Saturday, February 21, 2015

Dear Prateehba

Once you told me you’ve been reading Toni Morrison’s Love but can’t get to what she was saying, you decided to discard it, tucked it away somewhere out of sight.  Did I get you right about this, or is my memory messing up again, mixing up a bit of something with other snippets of past conversations?  I bring this up because I wanted to tell you about that particular man in Toni Morrison’s fiction; how he reminded me of a real person, someone I interview every day, sometimes at the dead of night, when everyone else—except for power-starved reporters—is already sound asleep.
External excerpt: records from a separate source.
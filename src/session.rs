// author: kodeholic (powered by Claude)
// Session — 엔드포인트/큐 트랜스포트/DTLS 레코드를 하나로 묶는 연관(association)
// 단위입니다 (spec §4.3). provider 타입에 대해 제네릭해서, 실서비스 provider와
// 목 provider가 같은 Session 코드 경로를 그대로 공유합니다.

use std::sync::atomic::{AtomicU64, Ordering};
use std::sync::{Arc, RwLock};
use std::time::Duration;

use tokio::sync::Semaphore;
use tracing::{debug, warn};

use crate::dtls_provider::{ConnectionInfo, DtlsRecord, DtlsServerProtocol, ProviderError, RecordFlags};
use crate::error::{HandshakeOutcome, SessionFault};
use crate::queue_transport::{DatagramTransport, EndpointState, QueueTransport};
use crate::utils::current_timestamp;

#[derive(Debug, Clone, Copy, PartialEq, Eq)]
pub enum SessionState {
    Handshaking,
    Established,
    Closed,
}

/// 하나의 DTLS 연관. `accepting_by_endpoint`에 들어가 있는 동안은
/// `Handshaking`, 핸드셰이크 성공 후 `established_by_endpoint`/
/// `established_by_cid`로 옮겨지면 `Established`가 된다 (spec §4.4).
pub struct Session<R: DtlsRecord> {
    endpoint: Arc<EndpointState>,
    transport: Arc<QueueTransport>,
    record: RwLock<Option<Arc<R>>>,
    cid: RwLock<Option<Vec<u8>>>,
    state: RwLock<SessionState>,
    session_start_time: u64,
    last_received_time: AtomicU64,
    packets_received: AtomicU64,
    connection_info: RwLock<ConnectionInfo>,
    /// 큐에 새 데이터그램이 들어올 때마다 하나씩 풀리는 카운팅 시그널
    /// (spec §3 data model). `receive()`가 1ms 폴링으로 빠지기 전에 이것을
    /// 먼저 기다려서, 들어오는 트래픽이 없는 동안은 핸들러 태스크가 완전히
    /// 현가(suspend)된다.
    packets_received_signal: Semaphore,
}

impl<R: DtlsRecord> Session<R> {
    /// 반드시 `transport`가 공유하는 `EndpointState`를 그대로 재사용해야 한다 —
    /// 새로 만들면 QueueTransport가 관찰하는 후보 엔드포인트(`note_candidate`)와
    /// Session이 커밋하는 엔드포인트(`commit_pending`)가 서로 다른 객체를 봐서
    /// 마이그레이션이 영영 반영되지 않는다.
    pub fn new(transport: Arc<QueueTransport>) -> Arc<Self> {
        let now = current_timestamp();
        let endpoint = Arc::clone(transport.endpoint_state());
        Arc::new(Self {
            endpoint,
            transport,
            record: RwLock::new(None),
            cid: RwLock::new(None),
            state: RwLock::new(SessionState::Handshaking),
            session_start_time: now,
            last_received_time: AtomicU64::new(now),
            packets_received: AtomicU64::new(0),
            connection_info: RwLock::new(ConnectionInfo::default()),
            packets_received_signal: Semaphore::new(0),
        })
    }

    pub fn endpoint_state(&self) -> &Arc<EndpointState> {
        &self.endpoint
    }

    pub fn transport(&self) -> &Arc<QueueTransport> {
        &self.transport
    }

    pub fn current_endpoint(&self) -> std::net::SocketAddr {
        self.endpoint.current()
    }

    pub fn initial_endpoint(&self) -> std::net::SocketAddr {
        self.endpoint.initial()
    }

    pub fn state(&self) -> SessionState {
        *self.state.read().unwrap()
    }

    pub fn connection_id(&self) -> Option<Vec<u8>> {
        self.cid.read().unwrap().clone()
    }

    pub fn connection_info(&self) -> ConnectionInfo {
        self.connection_info.read().unwrap().clone()
    }

    pub fn session_start_time(&self) -> u64 {
        self.session_start_time
    }

    pub fn last_received_time(&self) -> u64 {
        self.last_received_time.load(Ordering::Acquire)
    }

    pub fn packets_received(&self) -> u64 {
        self.packets_received.load(Ordering::Relaxed)
    }

    /// inbound demux 태스크가 이 세션 소유라고 분류한 데이터그램을 전달한다.
    /// 핸들러 태스크가 아직 `receive()`를 호출하기 전에 도착한 데이터그램도
    /// QueueTransport의 unbounded 채널이 버퍼링하므로 유실되지 않는다.
    pub fn enqueue_datagram(&self, bytes: Vec<u8>, source_endpoint: std::net::SocketAddr) {
        self.last_received_time
            .store(current_timestamp(), Ordering::Release);
        self.packets_received.fetch_add(1, Ordering::Relaxed);
        self.transport.enqueue_received(bytes, source_endpoint);
        // 시그널 생성(=세션 생성) 시점 이후의 모든 enqueue가 빠짐없이 허가를
        // 하나씩 쌓으므로, handshaking 중에 도착한 데이터그램도 `receive()`가
        // established 이후에 놓치지 않는다 — 별도의 "pre-release" 단계가
        // 필요 없다.
        self.packets_received_signal.add_permits(1);
    }

    /// 핸드셰이크를 수행한다. 성공하면 `Established`로 전이하고 레코드/CID/
    /// connection_info를 고정한다. 실패해도 다른 세션에는 영향을 주지 않는다
    /// (spec §7 "user-visible behavior").
    pub async fn accept<P>(&self, protocol: &P) -> Result<(), SessionFault>
    where
        P: DtlsServerProtocol<Record = R>,
    {
        let transport = Arc::clone(&self.transport) as Arc<dyn DatagramTransport>;
        match protocol.accept(transport).await {
            Ok(record) => {
                *self.cid.write().unwrap() = record.connection_id();
                *self.connection_info.write().unwrap() = record.connection_info();
                *self.record.write().unwrap() = Some(Arc::new(record));
                *self.state.write().unwrap() = SessionState::Established;
                debug!(endpoint = %self.current_endpoint(), "session established");
                Ok(())
            }
            Err(e) => Err(Self::classify_receive_error(e)),
        }
    }

    /// 핸드셰이크 이후 애플리케이션 레코드를 하나 수신한다. CID로 보호된 최신
    /// 레코드가 들어오면 보류 중이던 엔드포인트 마이그레이션을 커밋한다
    /// (RFC 9146 §6). 순서는 (i) provider에 이미 디코딩되어 쌓여 있는 레코드를
    /// 블로킹 없이 먼저 비우고, (ii) 새 데이터그램이 도착했다는 시그널을
    /// 기다려 완전히 현가되었다가, (iii) 마지막 수단으로만 `wait` 길이의 짧은
    /// 폴링을 한 번 수행한다. 이렇게 하면 트래픽이 없는 세션은 매 밀리초마다
    /// provider의 수신 future를 취소/재시작하는 대신 실제로 잠들어 있는다.
    pub async fn receive(&self, buf: &mut [u8], wait: Duration) -> Result<usize, SessionFault> {
        let record = {
            let guard = self.record.read().unwrap();
            guard.as_ref().cloned()
        };
        let record = record.ok_or(SessionFault::Cancelled)?;

        if let Some((n, flags)) = record
            .receive_pending(buf)
            .await
            .map_err(Self::classify_receive_error)?
        {
            self.apply_migration(flags);
            self.last_received_time
                .store(current_timestamp(), Ordering::Release);
            return Ok(n);
        }

        tokio::select! {
            _ = self.transport.closed_token().notified() => return Err(SessionFault::Cancelled),
            permit = self.packets_received_signal.acquire() => {
                match permit {
                    Ok(permit) => permit.forget(),
                    Err(_closed) => return Err(SessionFault::Cancelled),
                }
            }
        }

        match record.receive(buf, wait).await {
            Ok((n, flags)) => {
                self.apply_migration(flags);
                self.last_received_time
                    .store(current_timestamp(), Ordering::Release);
                Ok(n)
            }
            Err(e) => Err(Self::classify_receive_error(e)),
        }
    }

    fn apply_migration(&self, flags: RecordFlags) {
        if flags.is_newest && flags.uses_connection_id {
            if let Some(new_endpoint) = self.endpoint.commit_pending() {
                debug!(new_endpoint = %new_endpoint, "endpoint migration committed");
            }
        }
    }

    fn classify_receive_error(e: ProviderError) -> SessionFault {
        match e {
            ProviderError::Timeout => {
                SessionFault::Handshake(HandshakeOutcome::TlsTimeout, ProviderError::Timeout)
            }
            ProviderError::PeerClosed => SessionFault::PeerClosed,
            ProviderError::FatalAlert(msg) => SessionFault::FatalAlert(msg),
            e @ ProviderError::Other(_) => {
                SessionFault::Handshake(HandshakeOutcome::TlsError, e)
            }
        }
    }

    pub async fn send(&self, buf: &[u8]) -> Result<(), SessionFault> {
        let record = {
            let guard = self.record.read().unwrap();
            guard.as_ref().cloned()
        };
        let record = record.ok_or(SessionFault::Cancelled)?;
        record.send(buf).await.map_err(|e| match e {
            ProviderError::PeerClosed => SessionFault::PeerClosed,
            ProviderError::FatalAlert(msg) => SessionFault::FatalAlert(msg),
            other => SessionFault::Handshake(HandshakeOutcome::TlsError, other),
        })
    }

    /// 세션을 닫는다. `notify_peer`가 false이거나 DTLS 레코드가 아직 없으면
    /// Queue Transport를 먼저 닫는다 — provider가 닫힌 전송 위로 close_notify
    /// alert를 내보내려 해도 `send`가 실패하며 조용히 무시되기 때문이다
    /// (spec §4.3). `notify_peer`가 true이고 레코드가 있으면 평소 순서대로
    /// 레코드를 먼저 닫아 alert가 실제로 나갈 수 있게 한다. 멱등적이다 —
    /// 두 번째 호출은 이미 빈 record/닫힌 transport를 다시 닫을 뿐이다.
    pub async fn close(&self, notify_peer: bool) {
        *self.state.write().unwrap() = SessionState::Closed;
        let record = self.record.write().unwrap().take();

        if !notify_peer || record.is_none() {
            self.transport.close().await;
            if let Some(record) = record {
                record.close().await;
            }
        } else if let Some(record) = record {
            record.close().await;
            self.transport.close().await;
        }
        warn!(endpoint = %self.current_endpoint(), notify_peer, "session closed");
    }
}

#[cfg(test)]
mod tests {
    use super::*;
    use crate::dtls_provider::testing::MockDtlsServerProtocol;
    use crate::queue_transport::QueueTransport;
    use std::net::{IpAddr, Ipv4Addr, SocketAddr};
    use std::sync::Mutex as StdMutex;

    fn addr(port: u16) -> SocketAddr {
        SocketAddr::new(IpAddr::V4(Ipv4Addr::new(127, 0, 0, 1)), port)
    }

    fn loopback_pair() -> (Arc<QueueTransport>, Arc<QueueTransport>) {
        let client_ep = EndpointState::new(addr(10));
        let server_ep = EndpointState::new(addr(11));

        let server_slot: Arc<StdMutex<Option<Arc<QueueTransport>>>> = Arc::new(StdMutex::new(None));
        let client_slot: Arc<StdMutex<Option<Arc<QueueTransport>>>> = Arc::new(StdMutex::new(None));

        let server_slot_for_client = Arc::clone(&server_slot);
        let client = QueueTransport::new(
            client_ep,
            1472,
            1408,
            Arc::new(move |bytes, _addr| {
                if let Some(server) = server_slot_for_client.lock().unwrap().as_ref() {
                    server.enqueue_received(bytes, addr(10));
                }
            }),
        );

        let client_slot_for_server = Arc::clone(&client_slot);
        let server = QueueTransport::new(
            server_ep,
            1472,
            1408,
            Arc::new(move |bytes, _addr| {
                if let Some(client) = client_slot_for_server.lock().unwrap().as_ref() {
                    client.enqueue_received(bytes, addr(11));
                }
            }),
        );

        *server_slot.lock().unwrap() = Some(Arc::clone(&server));
        *client_slot.lock().unwrap() = Some(Arc::clone(&client));

        (client, server)
    }

    #[tokio::test]
    async fn accept_establishes_session_and_records_cid() {
        let (client, server) = loopback_pair();
        let session = Session::new(server);
        let protocol = MockDtlsServerProtocol::new().with_connection_id(4);

        client.send(crate::dtls_provider::testing::HELLO_MARKER).await.unwrap();
        session.accept(&protocol).await.unwrap();

        assert_eq!(session.state(), SessionState::Established);
        assert_eq!(session.connection_id().map(|c| c.len()), Some(4));
    }

    #[tokio::test]
    async fn receive_after_close_fails() {
        let (client, server) = loopback_pair();
        let session = Session::new(server);
        let protocol = MockDtlsServerProtocol::new();

        client.send(crate::dtls_provider::testing::HELLO_MARKER).await.unwrap();
        session.accept(&protocol).await.unwrap();
        session.close(true).await;

        assert_eq!(session.state(), SessionState::Closed);
    }

    #[tokio::test]
    async fn close_without_notify_peer_closes_transport_before_record() {
        let (client, server) = loopback_pair();
        let session = Session::new(server);
        let protocol = MockDtlsServerProtocol::new();

        client.send(crate::dtls_provider::testing::HELLO_MARKER).await.unwrap();
        session.accept(&protocol).await.unwrap();
        session.close(false).await;

        assert_eq!(session.state(), SessionState::Closed);
        assert!(session.transport().is_closed());
    }
}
I think about this man, this Toni Morrison man, whose magic has caught everyone in his spell, so that, just like any other writer who came close to him, I, too, was overwhelmed by the desire to write his memoir; until it struck me one day that he was a Toni Morrison man, whose memoir I wouldn’t dream of writing, if I’d continue to love and honor Toni Morrison, unless I’d do it from the point of view of those who loved and suffered under his spell; the women.  Dear Prateeh, is there a way for writers to unravel the spell of an exemplary magician able to enthral his audience with the strength of his personality and magic?  Is there a way for us to span the growing distance between Davao and Kathmandu before it grows even bigger than the nautical miles in which it is usually being measured? Is there a way to reduce time and space and matter into pulp so that we can finally travel beyond walls, our minds soaring free of our bodies? It’s a Sunday morning here at my desk, where I face the growing clutter of wires, cables, chargers, keys, which I never had the luxury to set in order, as I was in a constant rush, just like the way we were in that dorm at Esteban Abada.  From my desk, I keep hearing the soothing sound of running water in the kitchen, where Sean is washing the dishes I abandoned, and somewhere in another corner of the house, Ja deep into his writing, quiet as a mouse. Outside my window, the three cats bask in the sunlight. Both soles of my feet keep brushing the top of the magazine pile growing fast under my table. We always dream of writing memoirs, though, we know no one else can write a memoir but the owner of the life we want to write. Unlike a biography, a memoir dwells only at a particular moment of a life, projecting it to eternity so as to render that particular life some meaning.